EXTRACTED DATA
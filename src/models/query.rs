//! Query-related data models.
//!
//! This module defines bound parameter values and column metadata.

use serde::{Deserialize, Serialize};

/// A parameter value for parameterized queries.
#[derive(Debug, Clone, PartialEq, Serialize, Deserialize)]
#[serde(untagged)]
pub enum QueryParam {
    /// NULL value
    Null,
    /// Boolean value
    Bool(bool),
    /// Integer value (stored as i64 for maximum range)
    Int(i64),
    /// Floating point value
    Float(f64),
    /// String value
    String(String),
    /// Binary data, `{"base64": "..."}` in JSON so it stays distinct from
    /// `String`
    #[serde(with = "base64_bytes")]
    Bytes(Vec<u8>),
}

impl From<bool> for QueryParam {
    fn from(v: bool) -> Self {
        Self::Bool(v)
    }
}

impl From<i32> for QueryParam {
    fn from(v: i32) -> Self {
        Self::Int(v.into())
    }
}

impl From<i64> for QueryParam {
    fn from(v: i64) -> Self {
        Self::Int(v)
    }
}

impl From<u32> for QueryParam {
    fn from(v: u32) -> Self {
        Self::Int(v.into())
    }
}

impl From<f64> for QueryParam {
    fn from(v: f64) -> Self {
        Self::Float(v)
    }
}

impl From<&str> for QueryParam {
    fn from(v: &str) -> Self {
        Self::String(v.to_string())
    }
}

impl From<String> for QueryParam {
    fn from(v: String) -> Self {
        Self::String(v)
    }
}

impl From<Vec<u8>> for QueryParam {
    fn from(v: Vec<u8>) -> Self {
        Self::Bytes(v)
    }
}

impl<T: Into<QueryParam>> From<Option<T>> for QueryParam {
    fn from(v: Option<T>) -> Self {
        v.map(Into::into).unwrap_or(Self::Null)
    }
}

/// Custom serialization for binary data as a `{"base64": "..."}` object.
mod base64_bytes {
    use base64::{Engine as _, engine::general_purpose::STANDARD};
    use serde::{Deserialize, Deserializer, Serialize, Serializer};

    #[derive(Serialize, Deserialize)]
    #[serde(deny_unknown_fields)]
    struct Encoded {
        base64: String,
    }

    pub fn serialize<S>(bytes: &Vec<u8>, serializer: S) -> Result<S::Ok, S::Error>
    where
        S: Serializer,
    {
        Encoded {
            base64: STANDARD.encode(bytes),
        }
        .serialize(serializer)
    }

    pub fn deserialize<'de, D>(deserializer: D) -> Result<Vec<u8>, D::Error>
    where
        D: Deserializer<'de>,
    {
        let encoded = Encoded::deserialize(deserializer)?;
        STANDARD
            .decode(&encoded.base64)
            .map_err(serde::de::Error::custom)
    }
}

/// Values bound to a statement at execution time.
///
/// Named parameters use `:name` placeholders in the SQL text; they are
/// rewritten to the driver's positional placeholders before preparation.
#[derive(Debug, Clone, PartialEq)]
pub enum Parameters {
    Positional(Vec<QueryParam>),
    Named(Vec<(String, QueryParam)>),
}

impl Parameters {
    /// Build positional parameters from anything convertible to [`QueryParam`].
    pub fn positional<I, T>(values: I) -> Self
    where
        I: IntoIterator<Item = T>,
        T: Into<QueryParam>,
    {
        Self::Positional(values.into_iter().map(Into::into).collect())
    }

    /// Build named parameters. Names may be given with or without the leading `:`.
    pub fn named<I, K, T>(values: I) -> Self
    where
        I: IntoIterator<Item = (K, T)>,
        K: Into<String>,
        T: Into<QueryParam>,
    {
        Self::Named(
            values
                .into_iter()
                .map(|(k, v)| {
                    let name: String = k.into();
                    (name.trim_start_matches(':').to_string(), v.into())
                })
                .collect(),
        )
    }

    pub fn len(&self) -> usize {
        match self {
            Self::Positional(v) => v.len(),
            Self::Named(v) => v.len(),
        }
    }

    pub fn is_empty(&self) -> bool {
        self.len() == 0
    }
}

impl From<Vec<QueryParam>> for Parameters {
    fn from(v: Vec<QueryParam>) -> Self {
        Self::Positional(v)
    }
}

#[derive(Debug, Clone, PartialEq, Eq, Serialize, Deserialize)]
pub struct ColumnMetadata {
    pub name: String,
    /// Database-specific type (e.g., "int8", "varchar", "TEXT")
    pub type_name: String,
    pub nullable: bool,
}

impl ColumnMetadata {
    /// Create new column metadata.
    pub fn new(name: impl Into<String>, type_name: impl Into<String>, nullable: bool) -> Self {
        Self {
            name: name.into(),
            type_name: type_name.into(),
            nullable,
        }
    }
}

WHAT TO DO
Reproduce the full set of records precisely.

RESPONSE TO THIS TASK
filename src/models/query.rs
//! Query-related data models.
//!
//! This module defines bound parameter values and column metadata.

use serde::{Deserialize, Serialize};

/// A parameter value for parameterized queries.
#[derive(Debug, Clone, PartialEq, Serialize, Deserialize)]
#[serde(untagged)]
pub enum QueryParam {
    /// NULL value
    Null,
    /// Boolean value
    Bool(bool),
    /// Integer value (stored as i64 for maximum range)
    Int(i64),
    /// Floating point value
    Float(f64),
    /// String value
    String(String),
    /// Binary data, `{"base64": "..."}` in JSON so it stays distinct from
    /// `String`
    #[serde(with = "base64_bytes")]
    Bytes(Vec<u8>),
}

impl From<bool> for QueryParam {
    fn from(v: bool) -> Self {
        Self::Bool(v)
    }
}

impl From<i32> for QueryParam {
    fn from(v: i32) -> Self {
        Self::Int(v.into())
    }
}

impl From<i64> for QueryParam {
    fn from(v: i64) -> Self {
        Self::Int(v)
    }
}

impl From<u32> for QueryParam {
    fn from(v: u32) -> Self {
        Self::Int(v.into())
    }
}

impl From<f64> for QueryParam {
    fn from(v: f64) -> Self {
        Self::Float(v)
    }
}

impl From<&str> for QueryParam {
    fn from(v: &str) -> Self {
        Self::String(v.to_string())
    }
}

impl From<String> for QueryParam {
    fn from(v: String) -> Self {
        Self::String(v)
    }
}

impl From<Vec<u8>> for QueryParam {
    fn from(v: Vec<u8>) -> Self {
        Self::Bytes(v)
    }
}

impl<T: Into<QueryParam>> From<Option<T>> for QueryParam {
    fn from(v: Option<T>) -> Self {
        v.map(Into::into).unwrap_or(Self::Null)
    }
}

/// Custom serialization for binary data as a `{"base64": "..."}` object.
mod base64_bytes {
    use base64::{Engine as _, engine::general_purpose::STANDARD};
    use serde::{Deserialize, Deserializer, Serialize, Serializer};

    #[derive(Serialize, Deserialize)]
    #[serde(deny_unknown_fields)]
    struct Encoded {
        base64: String,
    }

    pub fn serialize<S>(bytes: &Vec<u8>, serializer: S) -> Result<S::Ok, S::Error>
    where
        S: Serializer,
    {
        Encoded {
            base64: STANDARD.encode(bytes),
        }
        .serialize(serializer)
    }

    pub fn deserialize<'de, D>(deserializer: D) -> Result<Vec<u8>, D::Error>
    where
        D: Deserializer<'de>,
    {
        let encoded = Encoded::deserialize(deserializer)?;
        STANDARD
            .decode(&encoded.base64)
            .map_err(serde::de::Error::custom)
    }
}

/// Values bound to a statement at execution time.
///
/// Named parameters use `:name` placeholders in the SQL text; they are
/// rewritten to the driver's positional placeholders before preparation.
#[derive(Debug, Clone, PartialEq)]
pub enum Parameters {
    Positional(Vec<QueryParam>),
    Named(Vec<(String, QueryParam)>),
}

impl Parameters {
    /// Build positional parameters from anything convertible to [`QueryParam`].
    pub fn positional<I, T>(values: I) -> Self
    where
        I: IntoIterator<Item = T>,
        T: Into<QueryParam>,
    {
        Self::Positional(values.into_iter().map(Into::into).collect())
    }

    /// Build named parameters. Names may be given with or without the leading `:`.
    pub fn named<I, K, T>(values: I) -> Self
    where
        I: IntoIterator<Item = (K, T)>,
        K: Into<String>,
        T: Into<QueryParam>,
    {
        Self::Named(
            values
                .into_iter()
                .map(|(k, v)| {
                    let name: String = k.into();
                    (name.trim_start_matches(':').to_string(), v.into())
                })
                .collect(),
        )
    }

    pub fn len(&self) -> usize {
        match self {
            Self::Positional(v) => v.len(),
            Self::Named(v) => v.len(),
        }
    }

    pub fn is_empty(&self) -> bool {
        self.len() == 0
    }
}

impl From<Vec<QueryParam>> for Parameters {
    fn from(v: Vec<QueryParam>) -> Self {
        Self::Positional(v)
    }
}

#[derive(Debug, Clone, PartialEq, Eq, Serialize, Deserialize)]
pub struct ColumnMetadata {
    pub name: String,
    /// Database-specific type (e.g., "int8", "varchar", "TEXT")
    pub type_name: String,
    pub nullable: bool,
}

impl ColumnMetadata {
    /// Create new column metadata.
    pub fn new(name: impl Into<String>, type_name: impl Into<String>, nullable: bool) -> Self {
        Self {
            name: name.into(),
            type_name: type_name.into(),
            nullable,
        }
    }
}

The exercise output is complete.